Andrea did not take one all the same. ‘Have you got any time at the moment?’

‘Twenty more, then I’ll have time. Do you want to wait in the sitting room?’

‘I’ll watch.’

When the doorbell rang Maravan was ready. This time the person taking the sweets to the temple was a plump, middle-aged woman he recognized. But he could not recall where he
had seen her before. Maybe she would have told him, but the moment she saw Andrea in the kitchen her smile dissolved. She took the thermobox and left almost without saying goodbye.

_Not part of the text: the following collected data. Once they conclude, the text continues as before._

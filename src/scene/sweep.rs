//! Offline rendering of the reveal: single settled frames and scroll sweeps into a sink.

use rand::Rng;

use crate::encode::sink::{FrameSink, SinkConfig};
use crate::foundation::core::{FrameIndex, Rgba8};
use crate::foundation::error::{RevealError, RevealResult};
use crate::render::cpu::{CpuSurface, FrameRGBA};
use crate::scene::controller::RevealController;

/// Options for [`render_sweep`].
#[derive(Clone, Copy, Debug, PartialEq)]
pub struct SweepOpts {
    /// Number of frames; progress runs evenly from 0 to 1 inclusive.
    pub frames: u64,
    /// Opaque backdrop under both layers, or `None` for transparency.
    pub background: Option<Rgba8>,
}

impl Default for SweepOpts {
    fn default() -> Self {
        Self {
            frames: 60,
            background: Some(Rgba8::new(0, 0, 0, 255)),
        }
    }
}

/// Scroll to `progress`, let the animation settle for up to `max_ticks` ticks, and flatten the
/// layers into one frame.
#[tracing::instrument(skip(controller))]
pub fn render_settled<R: Rng>(
    controller: &mut RevealController<CpuSurface, R>,
    progress: f64,
    max_ticks: usize,
    background: Option<Rgba8>,
) -> RevealResult<FrameRGBA> {
    controller.on_scroll(progress)?;
    let ran = controller.run_pending(max_ticks);
    tracing::debug!(ticks = ran, "settled");
    controller.layers().compose(background)
}

/// Sweep scroll progress across `opts.frames` frames, one animation tick per frame, pushing each
/// composed frame into `sink`. Returns the number of frames written.
#[tracing::instrument(skip(controller, sink))]
pub fn render_sweep<R: Rng>(
    controller: &mut RevealController<CpuSurface, R>,
    opts: SweepOpts,
    sink: &mut dyn FrameSink,
) -> RevealResult<u64> {
    if opts.frames == 0 {
        return Err(RevealError::validation("sweep needs at least one frame"));
    }

    let (width, height) = controller.layers().outline.pixel_size();
    sink.begin(SinkConfig {
        width,
        height,
        frame_count: opts.frames,
    })?;

    let last = (opts.frames - 1).max(1) as f64;
    for i in 0..opts.frames {
        let progress = (i as f64 / last).min(1.0);
        controller.on_scroll(progress)?;
        let frame = controller.layers().compose(opts.background)?;
        sink.push_frame(FrameIndex(i), &frame)?;
    }

    sink.end()?;
    Ok(opts.frames)
}

#[cfg(test)]
#[path = "../../tests/unit/scene/sweep.rs"]
mod tests;
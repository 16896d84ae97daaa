use rand::Rng;
use rand::SeedableRng;
use rand::rngs::StdRng;

use crate::foundation::core::Viewport;
use crate::foundation::error::{RevealError, RevealResult};
use crate::grid::layout::{GridConfig, GridDims};
use crate::grid::reveal::RevealParams;
use crate::grid::store::TriangleStore;
use crate::render::grid::{GridRenderer, TickReport};
use crate::render::surface::{DrawSurface, Layers};
use crate::schedule::driver::{TickDriver, TickId};

/// Result of one [`RevealController::draw`].
#[derive(Clone, Copy, Debug, PartialEq, Eq)]
pub struct DrawOutcome {
    /// What the renderer did.
    pub report: TickReport,
    /// Follow-up tick, when cells are still moving or progress is pinned at 1.
    pub next_tick: Option<TickId>,
}

/// Owns all state of the triangle-grid reveal: viewport, cells, layers, tick driver, random
/// source and the current scroll progress.
pub struct RevealController<S, R = StdRng> {
    grid: GridConfig,
    renderer: GridRenderer,
    viewport: Viewport,
    store: TriangleStore,
    layers: Layers<S>,
    driver: TickDriver,
    rng: R,
    scroll_progress: f64,
    canvas_x: f64,
}

impl<S: DrawSurface> RevealController<S, StdRng> {
    /// Controller with a seeded standard RNG.
    pub fn seeded(
        grid: GridConfig,
        params: RevealParams,
        viewport: Viewport,
        layers: Layers<S>,
        seed: u64,
    ) -> RevealResult<Self> {
        Self::new(grid, params, viewport, layers, StdRng::seed_from_u64(seed))
    }
}

impl<S: DrawSurface, R: Rng> RevealController<S, R> {
    /// Build the grid for `viewport` and draw the resting frame (progress 0).
    pub fn new(
        grid: GridConfig,
        params: RevealParams,
        viewport: Viewport,
        mut layers: Layers<S>,
        mut rng: R,
    ) -> RevealResult<Self> {
        grid.validate()?;
        params.validate()?;
        layers.resize(&viewport)?;

        let mut store = TriangleStore::new();
        store.regenerate(&grid, &viewport, &mut rng)?;

        let mut this = Self {
            grid,
            renderer: GridRenderer::new(grid, params),
            viewport,
            store,
            layers,
            driver: TickDriver::new(),
            rng,
            scroll_progress: 0.0,
            canvas_x: 0.0,
        };
        this.draw(0.0);
        Ok(this)
    }

    /// Scroll-trigger update: set the parallax offset and redraw at `progress`.
    pub fn on_scroll(&mut self, progress: f64) -> RevealResult<DrawOutcome> {
        if !progress.is_finite() {
            return Err(RevealError::validation(format!(
                "scroll progress must be finite, got {progress}"
            )));
        }
        let progress = progress.clamp(0.0, 1.0);
        self.canvas_x = self.renderer.params().canvas_x(progress);
        Ok(self.draw(progress))
    }

    /// Cancel any pending tick, draw one frame at `progress`, and request a follow-up tick when
    /// any cell moved or `progress` is exactly 1.
    pub fn draw(&mut self, progress: f64) -> DrawOutcome {
        self.driver.cancel();
        self.scroll_progress = progress;

        let report =
            self.renderer
                .draw_tick(&mut self.store, progress, self.canvas_x, &mut self.layers);

        let next_tick = if report.animating() || progress == 1.0 {
            Some(self.driver.request_tick())
        } else {
            None
        };
        DrawOutcome { report, next_tick }
    }

    /// Run the pending tick `id`. Stale ids are ignored and return `None`.
    pub fn fire_tick(&mut self, id: TickId) -> Option<DrawOutcome> {
        if !self.driver.take_due(id) {
            return None;
        }
        Some(self.draw(self.scroll_progress))
    }

    /// Fire pending ticks until the driver is idle or `max_ticks` ran. Returns ticks run.
    pub fn run_pending(&mut self, max_ticks: usize) -> usize {
        let mut ran = 0;
        while ran < max_ticks {
            let Some(id) = self.driver.pending() else {
                break;
            };
            if self.fire_tick(id).is_some() {
                ran += 1;
            }
        }
        ran
    }

    /// Regenerate the grid for a new viewport, unconditionally discarding all cells, and redraw
    /// at the current progress.
    ///
    /// On error the controller keeps its previous viewport, cells, layers and pending tick.
    #[tracing::instrument(skip(self), fields(width = viewport.width, height = viewport.height))]
    pub fn resize(&mut self, viewport: Viewport) -> RevealResult<GridDims> {
        let mut store = TriangleStore::new();
        let dims = store.regenerate(&self.grid, &viewport, &mut self.rng)?;
        self.layers.resize(&viewport)?;

        self.driver.cancel();
        self.store = store;
        self.viewport = viewport;
        self.draw(self.scroll_progress);
        Ok(dims)
    }

    /// Current viewport.
    pub fn viewport(&self) -> &Viewport {
        &self.viewport
    }

    /// Cell state.
    pub fn store(&self) -> &TriangleStore {
        &self.store
    }

    /// Drawing layers.
    pub fn layers(&self) -> &Layers<S> {
        &self.layers
    }

    /// Tick bookkeeping.
    pub fn driver(&self) -> &TickDriver {
        &self.driver
    }

    /// Last drawn scroll progress.
    pub fn scroll_progress(&self) -> f64 {
        self.scroll_progress
    }

    /// Current parallax offset in CSS pixels.
    pub fn canvas_x(&self) -> f64 {
        self.canvas_x
    }

    /// Reveal progress derived from the last scroll progress.
    pub fn animation_progress(&self) -> f64 {
        self.renderer
            .params()
            .animation_progress(self.scroll_progress)
    }

    /// Reveal tuning in use.
    pub fn params(&self) -> &RevealParams {
        self.renderer.params()
    }
}

#[cfg(test)]
#[path = "../../tests/unit/scene/controller.rs"]
mod tests;
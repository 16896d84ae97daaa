use crate::foundation::error::{RevealError, RevealResult};
use crate::foundation::math::mul_div255;

pub(crate) type PremulRgba8 = [u8; 4];

/// Premultiplied source-over.
pub(crate) fn over(dst: PremulRgba8, src: PremulRgba8) -> PremulRgba8 {
    if src[3] == 0 {
        return dst;
    }
    if src[3] == 255 {
        return src;
    }

    let inv = 255u16 - u16::from(src[3]);
    let mut out = [0u8; 4];
    for i in 0..4 {
        out[i] = src[i].saturating_add(mul_div255(u16::from(dst[i]), inv));
    }
    out
}

pub(crate) fn over_in_place(dst: &mut [u8], src: &[u8]) -> RevealResult<()> {
    if dst.len() != src.len() || !dst.len().is_multiple_of(4) {
        return Err(RevealError::render(
            "over_in_place expects equal-length rgba8 buffers",
        ));
    }
    for (d, s) in dst.chunks_exact_mut(4).zip(src.chunks_exact(4)) {
        let out = over([d[0], d[1], d[2], d[3]], [s[0], s[1], s[2], s[3]]);
        d.copy_from_slice(&out);
    }
    Ok(())
}

pub(crate) fn fill_in_place(dst: &mut [u8], rgba: PremulRgba8) {
    for px in dst.chunks_exact_mut(4) {
        px.copy_from_slice(&rgba);
    }
}

/// Undo premultiplication for encoders that expect straight alpha.
pub(crate) fn unpremultiply(px: PremulRgba8) -> [u8; 4] {
    let a = px[3];
    if a == 0 {
        return [0, 0, 0, 0];
    }
    if a == 255 {
        return px;
    }
    let un = |c: u8| -> u8 {
        let v = (u32::from(c) * 255 + u32::from(a) / 2) / u32::from(a);
        v.min(255) as u8
    };
    [un(px[0]), un(px[1]), un(px[2]), a]
}

#[cfg(test)]
#[path = "../../tests/unit/render/composite.rs"]
mod tests;
//! Scroll progress to per-cell scale targets, and the per-tick ease toward them.

use crate::foundation::core::Rgba8;
use crate::foundation::error::{RevealError, RevealResult};
use crate::foundation::math::approach;
use crate::grid::store::TriangleCell;

/// Tunables for the reveal animation.
#[derive(Clone, Copy, Debug, PartialEq, serde::Serialize, serde::Deserialize)]
#[serde(default)]
pub struct RevealParams {
    /// Scroll progress at which the reveal begins; everything before it is the card slide.
    pub reveal_start: f64,
    /// Fraction of the remaining distance a scale covers per tick.
    pub ease_factor: f64,
    /// A scale step at or below this snaps the cell onto its target.
    pub settle_epsilon: f64,
    /// Below this scale a cell is drawn as a wireframe.
    pub visibility_threshold: f64,
    /// Fill scale multiplier that hides hairline seams between neighbours.
    pub overdraw: f64,
    /// Horizontal shift in CSS pixels at full scroll progress.
    pub parallax_px: f64,
    /// Wireframe stroke width in CSS pixels.
    pub line_width: f64,
    /// Wireframe color.
    pub outline_color: Rgba8,
    /// Solid triangle color.
    pub fill_color: Rgba8,
}

impl Default for RevealParams {
    fn default() -> Self {
        Self {
            reveal_start: 0.65,
            ease_factor: 0.15,
            settle_epsilon: 0.001,
            visibility_threshold: 0.02,
            overdraw: 1.015,
            parallax_px: 200.0,
            line_width: 1.0,
            outline_color: Rgba8::with_alpha_f(255, 255, 255, 0.075),
            fill_color: Rgba8::WHITE,
        }
    }
}

impl RevealParams {
    /// Check numeric ranges.
    pub fn validate(&self) -> RevealResult<()> {
        if !(0.0..1.0).contains(&self.reveal_start) {
            return Err(RevealError::validation(
                "reveal_start must be in [0, 1) so the reveal window is non-empty",
            ));
        }
        if !(self.ease_factor > 0.0 && self.ease_factor <= 1.0) {
            return Err(RevealError::validation("ease_factor must be in (0, 1]"));
        }
        if !(self.settle_epsilon > 0.0 && self.settle_epsilon < 1.0) {
            return Err(RevealError::validation("settle_epsilon must be in (0, 1)"));
        }
        if !(0.0..=1.0).contains(&self.visibility_threshold) {
            return Err(RevealError::validation(
                "visibility_threshold must be in [0, 1]",
            ));
        }
        if !self.overdraw.is_finite() || self.overdraw < 1.0 {
            return Err(RevealError::validation("overdraw must be finite and >= 1"));
        }
        if !self.parallax_px.is_finite() {
            return Err(RevealError::validation("parallax_px must be finite"));
        }
        if !self.line_width.is_finite() || self.line_width <= 0.0 {
            return Err(RevealError::validation("line_width must be finite and > 0"));
        }
        Ok(())
    }

    /// Remap the trailing `1 - reveal_start` of scroll onto `[0, 1]`.
    pub fn animation_progress(&self, scroll_progress: f64) -> f64 {
        if scroll_progress <= self.reveal_start {
            return 0.0;
        }
        let t = (scroll_progress - self.reveal_start) / (1.0 - self.reveal_start);
        t.min(1.0)
    }

    /// Fills are only drawn once scrolling has entered the reveal window.
    pub fn fill_allowed(&self, scroll_progress: f64) -> bool {
        scroll_progress > self.reveal_start
    }

    /// A cell counts as fully scaled within `settle_epsilon` of 1.
    pub fn is_fully_scaled(&self, scale: f64) -> bool {
        scale >= 1.0 - self.settle_epsilon
    }

    /// Parallax offset for the given scroll progress.
    pub fn canvas_x(&self, scroll_progress: f64) -> f64 {
        -scroll_progress * self.parallax_px
    }
}

/// Slack for rank comparisons; progress is derived from float scroll math.
const ORDER_EPSILON: f64 = 1e-9;

/// `1` when the reveal has started and the cell's rank has been reached, else `0`.
///
/// Rank 0 stays hidden at zero progress; nothing is revealed before the window opens.
pub fn target_scale(order: f64, animation_progress: f64) -> f64 {
    if animation_progress > 0.0 && order <= animation_progress + ORDER_EPSILON {
        1.0
    } else {
        0.0
    }
}

/// Ease one cell a single tick toward `target`.
///
/// Returns `true` when the scale changed. Once a step would be no larger than `settle_epsilon`
/// the cell snaps onto `target`, so scales land exactly on 0 or 1 and then stop changing.
pub fn ease_cell(cell: &mut TriangleCell, target: f64, params: &RevealParams) -> bool {
    let next = approach(cell.scale, target, params.ease_factor);
    if (next - cell.scale).abs() > params.settle_epsilon {
        cell.scale = next;
        true
    } else if cell.scale != target {
        cell.scale = target;
        true
    } else {
        false
    }
}

#[cfg(test)]
#[path = "../../tests/unit/grid/reveal.rs"]
mod tests;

‘Can people order meals from you?’

They were sitting on the cushions at the low table. Andrea had a glass of wine in front of her, Maravan a cup of tea. Before he sat down he had ceremoniously lit the
deepam
by his
domestic shrine, murmuring something while doing so.

‘They can. One day I’d even like to make a living from it.’

‘I mean a special meal.’

‘I try to make each one special.’

She took a sip of wine and put the glass down slowly. ‘I mean special in the same way that you made that dinner for me. Can people order that from you?’

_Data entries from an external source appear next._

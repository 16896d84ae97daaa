use super::*;

fn cell(order: f64, scale: f64) -> TriangleCell {
    TriangleCell {
        row: 0,
        col: 0,
        order,
        scale,
    }
}

#[test]
fn no_reveal_before_threshold() {
    let p = RevealParams::default();
    for scroll in [0.0, 0.1, 0.5, 0.65] {
        assert_eq!(p.animation_progress(scroll), 0.0);
        assert!(!p.fill_allowed(scroll));
    }
    assert_eq!(target_scale(0.0, 0.0), 0.0);
    assert_eq!(target_scale(1.0 / 66.0, 0.0), 0.0);
    assert_eq!(target_scale(0.0, 1e-6), 1.0);
}

#[test]
fn trailing_window_maps_linearly() {
    let p = RevealParams::default();
    assert!((p.animation_progress(0.825) - 0.5).abs() < 1e-12);
    assert!((p.animation_progress(1.0) - 1.0).abs() < 1e-12);
    assert!(p.fill_allowed(0.66));
    assert_eq!(p.animation_progress(5.0), 1.0);
}

#[test]
fn targets_split_on_order() {
    let a = 0.5;
    assert_eq!(target_scale(0.25, a), 1.0);
    assert_eq!(target_scale(0.5, a), 1.0);
    assert_eq!(target_scale(0.51, a), 0.0);
}

#[test]
fn rank_at_exact_progress_is_revealed_despite_float_error() {
    let p = RevealParams::default();
    let a = p.animation_progress(0.825);
    assert!(a < 0.5);
    assert_eq!(target_scale(33.0 / 66.0, a), 1.0);
    assert_eq!(target_scale(34.0 / 66.0, a), 0.0);
}

#[test]
fn ease_step_is_fifteen_percent() {
    let p = RevealParams::default();
    let mut c = cell(0.0, 0.0);
    assert!(ease_cell(&mut c, 1.0, &p));
    assert!((c.scale - 0.15).abs() < 1e-12);
    assert!(ease_cell(&mut c, 1.0, &p));
    assert!((c.scale - 0.2775).abs() < 1e-12);
}

#[test]
fn converges_to_one_in_bounded_ticks() {
    let p = RevealParams::default();
    let mut c = cell(0.0, 0.0);
    let mut ticks = 0;
    while ease_cell(&mut c, 1.0, &p) {
        ticks += 1;
        assert!(ticks < 64, "did not settle");
    }
    assert_eq!(c.scale, 1.0);
    assert!(p.is_fully_scaled(c.scale));
    assert!(ticks > 20);
}

#[test]
fn converges_back_to_zero() {
    let p = RevealParams::default();
    let mut c = cell(0.9, 1.0);
    let mut ticks = 0;
    while ease_cell(&mut c, 0.0, &p) {
        ticks += 1;
        assert!(ticks < 64);
    }
    assert_eq!(c.scale, 0.0);
}

#[test]
fn settled_cell_reports_no_change() {
    let p = RevealParams::default();
    let mut c = cell(0.0, 1.0);
    assert!(!ease_cell(&mut c, 1.0, &p));
    let mut c = cell(0.0, 0.0);
    assert!(!ease_cell(&mut c, 0.0, &p));
}

#[test]
fn parallax_shifts_left() {
    let p = RevealParams::default();
    assert_eq!(p.canvas_x(0.0), 0.0);
    assert_eq!(p.canvas_x(0.5), -100.0);
    assert_eq!(p.canvas_x(1.0), -200.0);
}

#[test]
fn defaults_validate_and_bad_values_do_not() {
    assert!(RevealParams::default().validate().is_ok());
    let bad = RevealParams {
        reveal_start: 1.0,
        ..RevealParams::default()
    };
    assert!(bad.validate().is_err());
    let bad = RevealParams {
        ease_factor: 0.0,
        ..RevealParams::default()
    };
    assert!(bad.validate().is_err());
    let bad = RevealParams {
        overdraw: 0.5,
        ..RevealParams::default()
    };
    assert!(bad.validate().is_err());
}

#[test]
fn outline_color_matches_faint_white() {
    let p = RevealParams::default();
    assert_eq!(p.outline_color, Rgba8::new(255, 255, 255, 19));
}
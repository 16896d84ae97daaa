use crate::foundation::error::{RevealError, RevealResult};
use crate::foundation::math::remap_unit;

/// Viewports wider than this pin the section four times longer.
pub const WIDE_LAYOUT_MIN_WIDTH: f64 = 1440.0;

/// Pin length for the sticky section.
///
/// The narrower of `inner_width` and `client_width` decides the layout (the latter excludes
/// scrollbars): one viewport height up to 1440px, four viewport heights beyond.
pub fn sticky_height(inner_width: f64, client_width: f64, inner_height: f64) -> f64 {
    let vw = inner_width.min(client_width);
    if vw <= WIDE_LAYOUT_MIN_WIDTH {
        inner_height
    } else {
        inner_height * 4.0
    }
}

/// Progress of a pinned section that starts when its top meets the viewport top and stays
/// pinned for `length` pixels of scrolling.
#[derive(Clone, Copy, Debug, PartialEq)]
pub struct ScrollTrigger {
    start: f64,
    length: f64,
    progress: f64,
}

impl ScrollTrigger {
    /// Create a trigger pinned from `start` for `length` pixels.
    pub fn new(start: f64, length: f64) -> RevealResult<Self> {
        validate(start, length)?;
        Ok(Self {
            start,
            length,
            progress: 0.0,
        })
    }

    /// Recompute the pin range, e.g. after a resize. Progress is re-derived on the next update.
    pub fn refresh(&mut self, start: f64, length: f64) -> RevealResult<()> {
        validate(start, length)?;
        self.start = start;
        self.length = length;
        Ok(())
    }

    /// Feed a scroll position; returns the new progress when it changed.
    pub fn update(&mut self, scroll_y: f64) -> Option<f64> {
        let next = self.progress_at(scroll_y);
        if next == self.progress {
            return None;
        }
        self.progress = next;
        Some(next)
    }

    /// Progress for `scroll_y` without updating state.
    pub fn progress_at(&self, scroll_y: f64) -> f64 {
        remap_unit(scroll_y, self.start, self.end())
    }

    /// Last reported progress.
    pub fn progress(&self) -> f64 {
        self.progress
    }

    /// Scroll offset where pinning begins.
    pub fn start(&self) -> f64 {
        self.start
    }

    /// Scroll offset where pinning ends.
    pub fn end(&self) -> f64 {
        self.start + self.length
    }

    /// `true` while the section is pinned.
    pub fn is_active(&self, scroll_y: f64) -> bool {
        scroll_y >= self.start && scroll_y <= self.end()
    }
}

fn validate(start: f64, length: f64) -> RevealResult<()> {
    if !start.is_finite() {
        return Err(RevealError::validation(
            "scroll trigger start must be finite",
        ));
    }
    if !length.is_finite() || length <= 0.0 {
        return Err(RevealError::validation(
            "scroll trigger length must be finite and > 0",
        ));
    }
    Ok(())
}

#[cfg(test)]
#[path = "../../tests/unit/scroll/trigger.rs"]
mod tests;
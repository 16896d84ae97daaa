use crate::animation::ease::Ease;
use crate::foundation::error::{RevealError, RevealResult};
use crate::foundation::math::{lerp, remap_unit};

/// A delayed, eased 0..1 ramp on a seconds timeline.
#[derive(Clone, Copy, Debug, PartialEq, serde::Serialize, serde::Deserialize)]
pub struct Tween {
    /// Seconds before the ramp starts.
    pub delay: f64,
    /// Ramp length in seconds.
    pub duration: f64,
    /// Curve applied to linear progress.
    pub ease: Ease,
}

impl Tween {
    /// Create a validated tween.
    pub fn new(delay: f64, duration: f64, ease: Ease) -> RevealResult<Self> {
        let tween = Self {
            delay,
            duration,
            ease,
        };
        tween.validate()?;
        Ok(tween)
    }

    /// Check that delay and duration are finite and non-negative.
    pub fn validate(&self) -> RevealResult<()> {
        if !self.delay.is_finite() || self.delay < 0.0 {
            return Err(RevealError::validation(
                "tween delay must be finite and >= 0",
            ));
        }
        if !self.duration.is_finite() || self.duration < 0.0 {
            return Err(RevealError::validation(
                "tween duration must be finite and >= 0",
            ));
        }
        Ok(())
    }

    /// Eased progress at `t` seconds. Zero-length tweens jump to 1 at `delay`.
    pub fn progress(&self, t: f64) -> f64 {
        self.ease
            .apply(remap_unit(t, self.delay, self.delay + self.duration))
    }

    /// Interpolate `from -> to` at `t` seconds.
    pub fn value(&self, from: f64, to: f64, t: f64) -> f64 {
        lerp(from, to, self.progress(t))
    }

    /// Time at which the ramp reaches 1.
    pub fn end(&self) -> f64 {
        self.delay + self.duration
    }

    /// The `index`-th member of a staggered group.
    pub fn staggered(&self, index: usize, stagger: f64) -> Self {
        Self {
            delay: self.delay + index as f64 * stagger,
            ..*self
        }
    }
}

#[cfg(test)]
#[path = "../../tests/unit/animation/tween.rs"]
mod tests;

Maravan thought for a moment. ‘Something similar, yes.’

‘It would have to be exactly the same.’

‘But I’d need a rotary evaporator.’

‘What would that cost?’

‘Around six thousand.’

‘Ouch!’

Andrea swirled around the red wine in her glass and pondered. She had a lot of connections in the catering industry. Surely it would be possible to get hold of one of those things.

‘What if I were to hire one?’

‘Then it would be exactly the same.’ Maravan poured her some more wine.

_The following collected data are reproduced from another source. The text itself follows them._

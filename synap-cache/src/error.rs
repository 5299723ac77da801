//! Error types for the cache client

use chrono::{DateTime, Utc};
use thiserror::Error;

/// Result type alias for cache operations
pub type Result<T> = std::result::Result<T, CacheError>;

/// Errors raised synchronously by the cache engine.
///
/// Expected domain outcomes (missing keys, write collisions, transport
/// failures mid-operation) are reported through
/// [`CacheOutcome`](crate::CacheOutcome) instead; only construction
/// problems and caller misuse surface here.
#[derive(Error, Debug)]
pub enum CacheError {
    /// The resolved absolute expiration is not after the creation time
    #[error("absolute expiration {expires_at} is not after the creation time {now}")]
    InvalidExpiration {
        expires_at: DateTime<Utc>,
        now: DateTime<Utc>,
    },

    /// Invalid store URL
    #[error("invalid store URL: {0}")]
    InvalidUrl(#[from] url::ParseError),

    /// HTTP client could not be constructed
    #[error("HTTP client error: {0}")]
    Http(#[from] reqwest::Error),

    /// The one-time hash-command capability probe failed
    #[error("capability probe failed: {0}")]
    CapabilityProbe(#[source] StoreError),

    /// The blocking wrapper could not start its runtime
    #[error("failed to start blocking runtime: {0}")]
    Runtime(#[from] std::io::Error),
}

/// Failures reported by the collaborator store.
///
/// [`StoreError::NoScript`] is the one variant the engine handles itself
/// (the body-fallback of the execution strategy); everything else is
/// wrapped into [`CacheOutcome::Transport`](crate::CacheOutcome) at the
/// engine boundary.
#[derive(Error, Debug)]
pub enum StoreError {
    /// HTTP request error
    #[error("HTTP error: {0}")]
    Http(#[from] reqwest::Error),

    /// JSON serialization/deserialization error
    #[error("JSON error: {0}")]
    Json(#[from] serde_json::Error),

    /// The contacted node has no cached script for this digest
    #[error("script {digest} is not cached on the contacted node")]
    NoScript { digest: String },

    /// Server returned an error
    #[error("server error: {0}")]
    Server(String),

    /// Reply did not match the wire contract
    #[error("invalid reply: {0}")]
    Decode(String),
}
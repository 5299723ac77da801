//! Script execution strategy
//!
//! A proxy may front several backend nodes, each with its own script
//! cache. Invoking by digest is the cheap path; a node that has never
//! seen the script answers NOSCRIPT and gets the full body exactly once,
//! which registers the script there as a side effect. Concurrent callers
//! racing on a fresh node may all fall back; the fallback is idempotent,
//! so the redundancy is accepted and never deduplicated.

use crate::error::StoreError;
use crate::scripts::ScriptDescriptor;
use crate::store::ScriptableStore;
use crate::types::{Reply, ScriptArg};

/// Executes scripts digest-first with a single body fallback.
///
/// With the optimization disabled, every invocation sends the full body
/// (correct, just heavier on the wire).
#[derive(Debug, Clone, Copy)]
pub struct ScriptExecutor {
    digest_first: bool,
}

impl ScriptExecutor {
    pub fn new(digest_first: bool) -> Self {
        Self { digest_first }
    }

    pub fn digest_first(&self) -> bool {
        self.digest_first
    }

    /// Run a script: by digest, then on a NOSCRIPT miss by body, once.
    ///
    /// Any failure of the second attempt propagates unchanged; there is
    /// no further retry.
    pub async fn execute<S: ScriptableStore + ?Sized>(
        &self,
        store: &S,
        script: &ScriptDescriptor,
        keys: &[&str],
        args: &[ScriptArg],
    ) -> Result<Reply, StoreError> {
        if !self.digest_first {
            return store.eval(script.body, keys, args, true).await;
        }
        match store.eval_sha(&script.digest, keys, args).await {
            Err(StoreError::NoScript { .. }) => store.eval(script.body, keys, args, true).await,
            other => other,
        }
    }
}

‘Exactly the same effect, too?’

He raised his shoulders and smiled. ‘We could try it out.’

‘Not “we”, Maravan,’ she said circumspectly.

12

Andrea lived in roughly the area where, in his dreams, Maravan had pictured the turmeric-coloured delivery van splashed with the words ‘Maravan Catering’. Her flat
was on the third floor of a middle-class 1920s house. Three high-ceilinged rooms, a conservatory, an old-fashioned bathroom, a loo with a cistern mounted almost at ceiling height, and a large
kitchen with a new, free-standing dishwasher, whose outflow went into the sink.

It was the sort of flat you could only get with a large slice of luck and good contacts, and you always had the worry that the house might be sold and renovated, and the rent become
unaffordable.

Until the break-up of her last relationship, Andrea had shared the flat with her partner, and now she felt a little lost in it. She lived in the bedroom and the kitchen. Sometimes in the
conservatory, too. But she hardly ever used the sitting-cum-dining room, and she never went into Dagmar’s bedroom, which had been emptied of everything.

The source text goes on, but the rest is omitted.